Il Regno Unito tra Brexit e bollicine

english sparkling wine

Gli Inglesi hanno sempre amato gli spumanti, e sono tuttora uno tra i migliori mercati per le bollicine italiane, prime fra tutte quelle di Prosecco. Adesso che anche il Regno Unito produce vino spumante, soprattutto in Inghilterra e Galles, il consumo di bollicine locali è notevolmente aumentato, circa il 6% rispetto al 2017.

Spumante dal Regno Unito

Lo spumante inglese ha superato i 4 milioni di bottiglie consumate, più di quanto importato da US, Australia e Germania complessivamente, portandolo al quinto posto tra quelli più bevuti. In cima a questa classifica c’è il Prosecco, con 117 milioni di bottiglie, seguito dai 24 milioni dello Champagne, i 23 di Cava spagnolo ed i 5 di altro spumante francese.

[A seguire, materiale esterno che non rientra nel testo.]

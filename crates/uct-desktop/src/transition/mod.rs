//! Opacity animations
//!
//! Animations are driven by a host-supplied clock (`now_ms`), so they are
//! deterministic in tests and never schedule work of their own.

mod easing;
mod fade;

pub use easing::ease_in_out_quad;
pub use fade::{Fade, FadeDirection};

/// Default duration of modal fade animations in milliseconds
pub const FADE_DURATION_MS: f32 = 500.0;
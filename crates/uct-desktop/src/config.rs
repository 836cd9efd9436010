//! Desktop configuration
//!
//! Every constant the interaction code depends on lives here so hosts can
//! tune them. Defaults reproduce the stock toolkit look. All structs use
//! `#[serde(default)]`, so a partial JSON document only overrides what it
//! names.

use serde::{Deserialize, Serialize};

use crate::error::DesktopResult;
use crate::math::Size;
use crate::shell::TaskbarPlacement;
use crate::transition::FADE_DURATION_MS;

/// Frame metrics for window chrome controls
#[derive(Clone, Debug, PartialEq, Serialize, Deserialize)]
#[serde(default)]
pub struct ChromeMetrics {
    /// Width of the edge band that starts a resize
    pub edge_margin: f32,
    /// Height of the header row (icon, title, buttons)
    pub header_height: f32,
    /// Gap above the header while the window is not maximized
    pub header_inset: f32,
    /// Side length of the square minimize/maximize/close buttons
    pub button_size: f32,
    /// Smallest width/height a resize can produce
    pub min_size: f32,
    /// Pointer travel before a maximized window starts following a drag
    pub drag_threshold: f32,
    /// Size given to windows whose module declares no desired size
    pub default_size: Size,
    /// Offset between successively opened windows without a desired margin
    pub cascade_step: f32,
    /// Number of cascade steps before wrapping back to the origin
    pub cascade_cycle: u32,
}

impl Default for ChromeMetrics {
    fn default() -> Self {
        Self {
            edge_margin: 5.0,
            header_height: 32.0,
            header_inset: 5.0,
            button_size: 32.0,
            min_size: 100.0,
            drag_threshold: 3.0,
            default_size: Size::new(640.0, 480.0),
            cascade_step: 30.0,
            cascade_cycle: 8,
        }
    }
}

impl ChromeMetrics {
    /// Height of the band that counts as header for drag and double-click
    pub fn header_band(&self, maximized: bool) -> f32 {
        if maximized {
            self.header_height
        } else {
            self.header_height + self.header_inset
        }
    }
}

/// Metrics for modal overlays
#[derive(Clone, Debug, PartialEq, Serialize, Deserialize)]
#[serde(default)]
pub struct ModalMetrics {
    /// Width of the edge band that starts a resize
    pub edge_margin: f32,
    /// Height of the title row that starts a drag
    pub header_height: f32,
    /// Smallest width/height a resize can produce
    pub min_size: f32,
    /// Fraction of the container used when no explicit size is set
    pub size_ratio: f32,
    /// Length of the fade-in and fade-out animations
    pub fade_duration_ms: f32,
}

impl Default for ModalMetrics {
    fn default() -> Self {
        Self {
            edge_margin: 5.0,
            header_height: 25.0,
            min_size: 100.0,
            size_ratio: 0.75,
            fade_duration_ms: FADE_DURATION_MS,
        }
    }
}

/// Metrics for the taskbar and start menu
#[derive(Clone, Debug, PartialEq, Serialize, Deserialize)]
#[serde(default)]
pub struct ShellMetrics {
    /// Thickness of the taskbar (also the start/app button side length)
    pub taskbar_size: f32,
    /// Screen edge the taskbar docks to
    pub taskbar_placement: TaskbarPlacement,
    /// Gap between the start button and the first application button
    pub button_padding: f32,
    /// Width of the start menu
    pub menu_width: f32,
    /// Upper bound for the start menu height
    pub menu_max_height: f32,
    /// Height of one menu row
    pub menu_row_height: f32,
    /// Horizontal indent per submenu level
    pub submenu_inset: f32,
}

impl Default for ShellMetrics {
    fn default() -> Self {
        Self {
            taskbar_size: 48.0,
            taskbar_placement: TaskbarPlacement::Bottom,
            button_padding: 15.0,
            menu_width: 350.0,
            menu_max_height: 650.0,
            menu_row_height: 32.0,
            submenu_inset: 16.0,
        }
    }
}

/// Complete desktop configuration
#[derive(Clone, Debug, Default, PartialEq, Serialize, Deserialize)]
#[serde(default)]
pub struct DesktopConfig {
    pub chrome: ChromeMetrics,
    pub modal: ModalMetrics,
    pub shell: ShellMetrics,
}

impl DesktopConfig {
    /// Parse a (possibly partial) JSON configuration document
    pub fn from_json(json: &str) -> DesktopResult<Self> {
        Ok(serde_json::from_str(json)?)
    }

    /// Serialize the configuration to pretty JSON
    pub fn to_json(&self) -> DesktopResult<String> {
        Ok(serde_json::to_string_pretty(self)?)
    }
}
//! Running instances: launch, activate, minimize, maximize, close

use tracing::debug;

use super::{Content, ModuleCatalog};
use crate::config::ChromeMetrics;
use crate::error::{DesktopError, DesktopResult};
use crate::shell::Taskbar;
use crate::types::{ButtonId, InstanceId, ModuleId, WindowId};
use crate::window::{ChromeEvent, WindowStack};

/// One live application instance
#[derive(Clone, Debug)]
pub struct RunningApp {
    pub id: InstanceId,
    pub module: ModuleId,
    /// Created once at launch; `None` when the factory produced nothing
    pub content: Option<Content>,
    pub button: ButtonId,
    pub window: WindowId,
}

/// Result of a launch request
#[derive(Clone, Copy, Debug, PartialEq, Eq)]
pub enum Launch {
    /// A new instance was created
    Created(InstanceId),
    /// The module was at its instance cap; an existing instance was
    /// activated instead
    Reactivated(InstanceId),
}

impl Launch {
    pub fn instance(self) -> InstanceId {
        match self {
            Launch::Created(id) | Launch::Reactivated(id) => id,
        }
    }
}

/// Tracks running instances together with their windows and taskbar buttons
#[derive(Debug)]
pub struct AppManager {
    /// Launch order
    apps: Vec<RunningApp>,
    windows: WindowStack,
    taskbar: Taskbar,
    next_instance: InstanceId,
}

impl Default for AppManager {
    fn default() -> Self {
        Self::new()
    }
}

impl AppManager {
    pub fn new() -> Self {
        Self {
            apps: Vec::new(),
            windows: WindowStack::new(),
            taskbar: Taskbar::new(),
            next_instance: 1,
        }
    }

    pub fn windows(&self) -> &WindowStack {
        &self.windows
    }

    pub fn windows_mut(&mut self) -> &mut WindowStack {
        &mut self.windows
    }

    pub fn taskbar(&self) -> &Taskbar {
        &self.taskbar
    }

    /// Running instances in launch order
    pub fn running(&self) -> &[RunningApp] {
        &self.apps
    }

    pub fn get(&self, id: InstanceId) -> DesktopResult<&RunningApp> {
        self.apps
            .iter()
            .find(|a| a.id == id)
            .ok_or(DesktopError::InstanceNotFound(id))
    }

    /// Instances of a module in launch order
    pub fn instances_of(&self, module: ModuleId) -> impl Iterator<Item = &RunningApp> {
        self.apps.iter().filter(move |a| a.module == module)
    }

    pub fn instance_for_window(&self, window: WindowId) -> Option<InstanceId> {
        self.apps.iter().find(|a| a.window == window).map(|a| a.id)
    }

    pub fn instance_for_button(&self, button: ButtonId) -> Option<InstanceId> {
        self.apps.iter().find(|a| a.button == button).map(|a| a.id)
    }

    /// Launch a module, or re-activate its first instance when the cap is
    /// reached.
    pub fn launch(
        &mut self,
        catalog: &ModuleCatalog,
        module: ModuleId,
        metrics: &ChromeMetrics,
    ) -> DesktopResult<Launch> {
        let definition = catalog.get(module)?;

        let first = self.instances_of(module).next().map(|a| a.id);
        if definition.is_at_capacity(self.instances_of(module).count()) {
            if let Some(first) = first {
                debug!(module = %definition.name, instance = first, "instance cap reached, reactivating");
                self.activate(first)?;
                return Ok(Launch::Reactivated(first));
            }
        }

        let content = definition.create_content();
        let id = self.next_instance;
        self.next_instance += 1;

        let button = self.taskbar.add(id, module);
        let window = self.windows.create(definition.window_config(), metrics);
        if let Some(chrome) = self.windows.get_mut(window) {
            chrome.set_content(content.clone());
        }

        self.apps.push(RunningApp {
            id,
            module,
            content,
            button,
            window,
        });
        debug!(module = %definition.name, instance = id, window, "application launched");

        self.activate(id)?;
        Ok(Launch::Created(id))
    }

    /// Raise the instance's window, reveal it if minimized, and select its
    /// taskbar button
    pub fn activate(&mut self, id: InstanceId) -> DesktopResult<()> {
        let (window, button) = {
            let app = self.get(id)?;
            (app.window, app.button)
        };
        self.windows.focus(window);
        self.taskbar.select(button);
        debug!(instance = id, "application activated");
        Ok(())
    }

    /// Hide the instance's window; the instance keeps running. Returns the
    /// capture release of a gesture the window was performing.
    pub fn minimize(&mut self, id: InstanceId) -> DesktopResult<Option<ChromeEvent>> {
        let (window, button) = {
            let app = self.get(id)?;
            (app.window, app.button)
        };
        let finished = self.windows.hide(window);
        self.taskbar.deselect(button);
        debug!(instance = id, "application minimized");
        Ok(finished)
    }

    /// Flip the instance's maximized flag. Returns the new state.
    pub fn toggle_maximize(&mut self, id: InstanceId) -> DesktopResult<bool> {
        let window = self.get(id)?.window;
        let chrome = self
            .windows
            .get_mut(window)
            .ok_or(DesktopError::WindowNotFound(window))?;
        let maximized = !chrome.is_maximized();
        chrome.set_maximized(maximized);
        debug!(instance = id, maximized, "application maximize toggled");
        Ok(maximized)
    }

    /// Remove the instance with its window and taskbar button. The caller
    /// receives the record, dropping it releases the content, together with
    /// the capture release of an aborted gesture.
    pub fn close(&mut self, id: InstanceId) -> DesktopResult<(RunningApp, Option<ChromeEvent>)> {
        let index = self
            .apps
            .iter()
            .position(|a| a.id == id)
            .ok_or(DesktopError::InstanceNotFound(id))?;
        let app = self.apps.remove(index);
        self.taskbar.remove(app.button);
        let finished = self.windows.close(app.window).and_then(|(_, finished)| finished);
        debug!(instance = id, "application closed");
        Ok((app, finished))
    }
}

#[cfg(test)]
mod tests {
    use super::*;
    use crate::input::CaptureSurface;
    use crate::math::{Size, Vec2};
    use crate::registry::ModuleDefinition;

    fn catalog() -> (ModuleCatalog, ModuleId, ModuleId) {
        let mut catalog = ModuleCatalog::new();
        let single = catalog.register(
            ModuleDefinition::new("Settings", || Some(Content::new("settings")))
                .with_max_instances(1),
        );
        let many = catalog.register(ModuleDefinition::new("Notes", || {
            Some(Content::new(String::from("notes")))
        }));
        (catalog, single, many)
    }

    #[test]
    fn test_launch_creates_everything() {
        let (catalog, _, many) = catalog();
        let mut apps = AppManager::new();
        let id = apps.launch(&catalog, many, &ChromeMetrics::default()).unwrap().instance();

        let app = apps.get(id).unwrap();
        assert_eq!(apps.taskbar().len(), 1);
        assert!(apps.windows().contains(app.window));
        assert_eq!(apps.windows().focused(), Some(app.window));
        assert_eq!(apps.taskbar().selected().map(|b| b.instance), Some(id));

        let chrome = apps.windows().get(app.window).unwrap();
        assert_eq!(chrome.title(), "Notes");
        assert!(chrome.content().unwrap().ptr_eq(app.content.as_ref().unwrap()));
    }

    #[test]
    fn test_cap_reactivates_first() {
        let (catalog, single, many) = catalog();
        let mut apps = AppManager::new();
        let metrics = ChromeMetrics::default();
        let first = apps.launch(&catalog, single, &metrics).unwrap();
        apps.launch(&catalog, many, &metrics).unwrap();
        let again = apps.launch(&catalog, single, &metrics).unwrap();

        assert_eq!(again, Launch::Reactivated(first.instance()));
        assert_eq!(apps.instances_of(single).count(), 1);
        assert_eq!(apps.taskbar().selected().map(|b| b.instance), Some(first.instance()));
    }

    #[test]
    fn test_minimize_and_reveal() {
        let (catalog, _, many) = catalog();
        let mut apps = AppManager::new();
        let id = apps.launch(&catalog, many, &ChromeMetrics::default()).unwrap().instance();
        let window = apps.get(id).unwrap().window;

        apps.minimize(id).unwrap();
        assert!(!apps.windows().get(window).unwrap().is_visible());
        assert!(apps.get(id).is_ok());

        apps.activate(id).unwrap();
        assert!(apps.windows().get(window).unwrap().is_visible());
    }

    #[test]
    fn test_close_removes_all() {
        let (catalog, _, many) = catalog();
        let mut apps = AppManager::new();
        let id = apps.launch(&catalog, many, &ChromeMetrics::default()).unwrap().instance();
        let (closed, finished) = apps.close(id).unwrap();
        assert_eq!(finished, None);

        assert!(apps.taskbar().is_empty());
        assert!(!apps.windows().contains(closed.window));
        assert_eq!(apps.close(id).unwrap_err(), DesktopError::InstanceNotFound(id));
        assert_eq!(closed.content.unwrap().handle_count(), 1);
    }

    #[test]
    fn test_minimize_mid_drag_releases_capture() {
        let (catalog, _, many) = catalog();
        let mut apps = AppManager::new();
        let id = apps.launch(&catalog, many, &ChromeMetrics::default()).unwrap().instance();
        let window = apps.get(id).unwrap().window;

        let mut surface = CaptureSurface::new();
        let header = Vec2::new(100.0, 20.0);
        let container = Size::new(1920.0, 1080.0);
        apps.windows_mut()
            .get_mut(window)
            .unwrap()
            .pointer_down(header, header, container, &mut surface);
        assert!(surface.is_hit_testable());

        assert_eq!(apps.minimize(id).unwrap(), Some(ChromeEvent::CaptureFinished));
        assert!(!surface.is_hit_testable());
        assert_eq!(apps.minimize(id).unwrap(), None);
    }

    #[test]
    fn test_empty_content_still_registers() {
        let mut catalog = ModuleCatalog::new();
        let module = catalog.register(ModuleDefinition::new("Blank", || -> Option<Content> {
            None
        }));
        let mut apps = AppManager::new();
        let id = apps.launch(&catalog, module, &ChromeMetrics::default()).unwrap().instance();
        assert!(apps.get(id).unwrap().content.is_none());
        assert_eq!(apps.running().len(), 1);
    }

    #[test]
    fn test_unknown_ids() {
        let (catalog, _, _) = catalog();
        let mut apps = AppManager::new();
        let metrics = ChromeMetrics::default();
        assert_eq!(
            apps.launch(&catalog, 42, &metrics).unwrap_err(),
            DesktopError::ModuleNotFound(42)
        );
        assert_eq!(apps.activate(9).unwrap_err(), DesktopError::InstanceNotFound(9));
        assert_eq!(apps.toggle_maximize(9).unwrap_err(), DesktopError::InstanceNotFound(9));
    }
}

La crescita del vino inglese ha un forte ritorno anche nelle casse dello stato, visto che nel 2017 la rete dei produttori, importatori e rivenditori della filiera del vino ha riversato ben 4,7 miliardi di £ in tasse. In tutto sono impiegate 170.000 persone, e negli ultimi anni questi numeri sono in crescita.

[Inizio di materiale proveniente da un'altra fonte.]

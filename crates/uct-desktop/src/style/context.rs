use std::collections::{BTreeMap, HashMap};
use std::rc::Rc;

use serde_json::Value;
use tracing::trace;

use super::{Importance, StyleDictionary, ANY_TARGET};

/// Winning setter for one property
#[derive(Clone, Debug, PartialEq)]
pub struct ResolvedSetter {
    pub value: Value,
    pub importance: Importance,
}

/// Merged style for a combined name and target
#[derive(Clone, Debug, Default, PartialEq)]
pub struct ResolvedStyle {
    /// Normalized combined name: sorted, deduplicated, space-separated
    pub name: String,
    pub target: String,
    pub setters: BTreeMap<String, ResolvedSetter>,
}

impl ResolvedStyle {
    pub fn get(&self, property: &str) -> Option<&Value> {
        self.setters.get(property).map(|s| &s.value)
    }

    pub fn is_empty(&self) -> bool {
        self.setters.is_empty()
    }
}

/// Registered dictionaries plus a cache of resolved combinations
#[derive(Debug, Default)]
pub struct StyleContext {
    dictionaries: Vec<StyleDictionary>,
    cache: HashMap<(String, String), Rc<ResolvedStyle>>,
}

impl StyleContext {
    pub fn new() -> Self {
        Self::default()
    }

    /// Add a dictionary. Earlier dictionaries win importance ties.
    pub fn register(&mut self, dictionary: StyleDictionary) {
        self.dictionaries.push(dictionary);
        self.cache.clear();
    }

    /// Drop every registered dictionary and all cached results
    pub fn clear(&mut self) {
        self.dictionaries.clear();
        self.cache.clear();
    }

    pub fn dictionary_count(&self) -> usize {
        self.dictionaries.len()
    }

    /// Resolve a space-separated list of style names for `target`.
    ///
    /// Returns `None` for an empty or blank list.
    pub fn resolve(&mut self, names: &str, target: &str) -> Option<Rc<ResolvedStyle>> {
        let mut names: Vec<&str> = names.split_whitespace().collect();
        if names.is_empty() {
            return None;
        }
        names.sort_unstable();
        names.dedup();
        let combined = names.join(" ");

        let key = (combined, target.to_string());
        if let Some(resolved) = self.cache.get(&key) {
            return Some(Rc::clone(resolved));
        }

        let resolved = Rc::new(self.build(&names, &key.0, target));
        trace!(style = %key.0, target, setters = resolved.setters.len(), "style resolved");
        self.cache.insert(key, Rc::clone(&resolved));
        Some(resolved)
    }

    fn build(&self, names: &[&str], combined: &str, target: &str) -> ResolvedStyle {
        let mut setters: BTreeMap<String, ResolvedSetter> = BTreeMap::new();

        for name in names {
            for dictionary in &self.dictionaries {
                let matches = [dictionary.get(target, name), dictionary.get(ANY_TARGET, name)];
                for style in matches.into_iter().flatten() {
                    for setter in &style.setters {
                        let wins = setters
                            .get(&setter.property)
                            .map_or(true, |current| setter.importance > current.importance);
                        if wins {
                            setters.insert(
                                setter.property.clone(),
                                ResolvedSetter {
                                    value: setter.value.clone(),
                                    importance: setter.importance,
                                },
                            );
                        }
                    }
                }
            }
        }

        ResolvedStyle {
            name: combined.to_string(),
            target: target.to_string(),
            setters,
        }
    }
}
//! Combined style resolution
//!
//! Styles are registered in dictionaries under keys of the form
//! `"<Target>.<name>"`. An element asks for a space-separated list of style
//! names, e.g. `"accent rounded"`, and receives the merged setters of every
//! matching style. When several styles set the same property, the setter
//! with the highest importance wins.
//!
//! There is no global registry: callers construct a [`StyleContext`], pass
//! it to whatever needs styling, and call [`StyleContext::clear`] to drop
//! everything registered so far.

mod context;
mod dictionary;

pub use context::{ResolvedSetter, ResolvedStyle, StyleContext};
pub use dictionary::{Importance, Setter, Style, StyleDictionary, ANY_TARGET};
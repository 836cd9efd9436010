//! Publish-on-change notifications
//!
//! Every observable piece of state owns a [`Signal`]. Observers subscribe
//! with a closure and receive a [`SubscriptionId`]; the observer owns that id
//! and is responsible for calling [`Signal::unsubscribe`] when it no longer
//! wants callbacks. Dropping the signal's owner drops all subscriptions.
//!
//! ```rust
//! use uct_desktop::notify::Signal;
//!
//! let mut changed: Signal<u32> = Signal::new();
//! let id = changed.subscribe(|value| println!("value is now {value}"));
//! changed.emit(&7);
//! changed.unsubscribe(id);
//! ```

use std::fmt;

/// Handle returned by [`Signal::subscribe`]
#[derive(Clone, Copy, Debug, PartialEq, Eq, Hash)]
pub struct SubscriptionId(u64);

type Callback<T> = Box<dyn FnMut(&T)>;

/// A list of callbacks invoked synchronously, in subscription order
pub struct Signal<T> {
    next_id: u64,
    subscribers: Vec<(SubscriptionId, Callback<T>)>,
}

impl<T> Default for Signal<T> {
    fn default() -> Self {
        Self::new()
    }
}

impl<T> fmt::Debug for Signal<T> {
    fn fmt(&self, f: &mut fmt::Formatter<'_>) -> fmt::Result {
        f.debug_struct("Signal")
            .field("subscribers", &self.subscribers.len())
            .finish()
    }
}

impl<T> Signal<T> {
    /// Create a signal with no subscribers
    pub fn new() -> Self {
        Self {
            next_id: 0,
            subscribers: Vec::new(),
        }
    }

    /// Register a callback
    pub fn subscribe<F>(&mut self, callback: F) -> SubscriptionId
    where
        F: FnMut(&T) + 'static,
    {
        let id = SubscriptionId(self.next_id);
        self.next_id += 1;
        self.subscribers.push((id, Box::new(callback)));
        id
    }

    /// Remove a callback. Returns false if the id was already removed.
    pub fn unsubscribe(&mut self, id: SubscriptionId) -> bool {
        let before = self.subscribers.len();
        self.subscribers.retain(|(sub, _)| *sub != id);
        self.subscribers.len() != before
    }

    /// Invoke every subscriber with `value`
    pub fn emit(&mut self, value: &T) {
        for (_, callback) in self.subscribers.iter_mut() {
            callback(value);
        }
    }

    /// Number of live subscriptions
    pub fn subscriber_count(&self) -> usize {
        self.subscribers.len()
    }
}

#[cfg(test)]
mod tests {
    use super::*;
    use std::cell::RefCell;
    use std::rc::Rc;

    #[test]
    fn test_emit_reaches_subscribers_in_order() {
        let log = Rc::new(RefCell::new(Vec::new()));
        let mut signal: Signal<i32> = Signal::new();

        let a = Rc::clone(&log);
        signal.subscribe(move |v| a.borrow_mut().push(("a", *v)));
        let b = Rc::clone(&log);
        signal.subscribe(move |v| b.borrow_mut().push(("b", *v)));

        signal.emit(&3);
        assert_eq!(*log.borrow(), vec![("a", 3), ("b", 3)]);
    }

    #[test]
    fn test_unsubscribe_stops_delivery() {
        let count = Rc::new(RefCell::new(0));
        let mut signal: Signal<()> = Signal::new();

        let c = Rc::clone(&count);
        let id = signal.subscribe(move |_| *c.borrow_mut() += 1);
        signal.emit(&());
        assert!(signal.unsubscribe(id));
        assert!(!signal.unsubscribe(id));
        signal.emit(&());

        assert_eq!(*count.borrow(), 1);
        assert_eq!(signal.subscriber_count(), 0);
    }
}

Negli ultimi tre anni la crescita del vino britannico è stata favorita sia dall’aumento delle temperature anche nel sud del Regno Unito, che dal crollo della sterlina; anche l’incertezza delle normative commerciali per il dopo Brexit ha spinto il consumo interno.

Il consumo del vino spumante locale è in aumento soprattutto rispetto al più noto Champagne, notevolmente più costoso.

Per la prima volta, nel 2018 un produttore inglese ha ricevuto il premio come miglior azienda vinicola durante l’International Wine&Spirit Competition.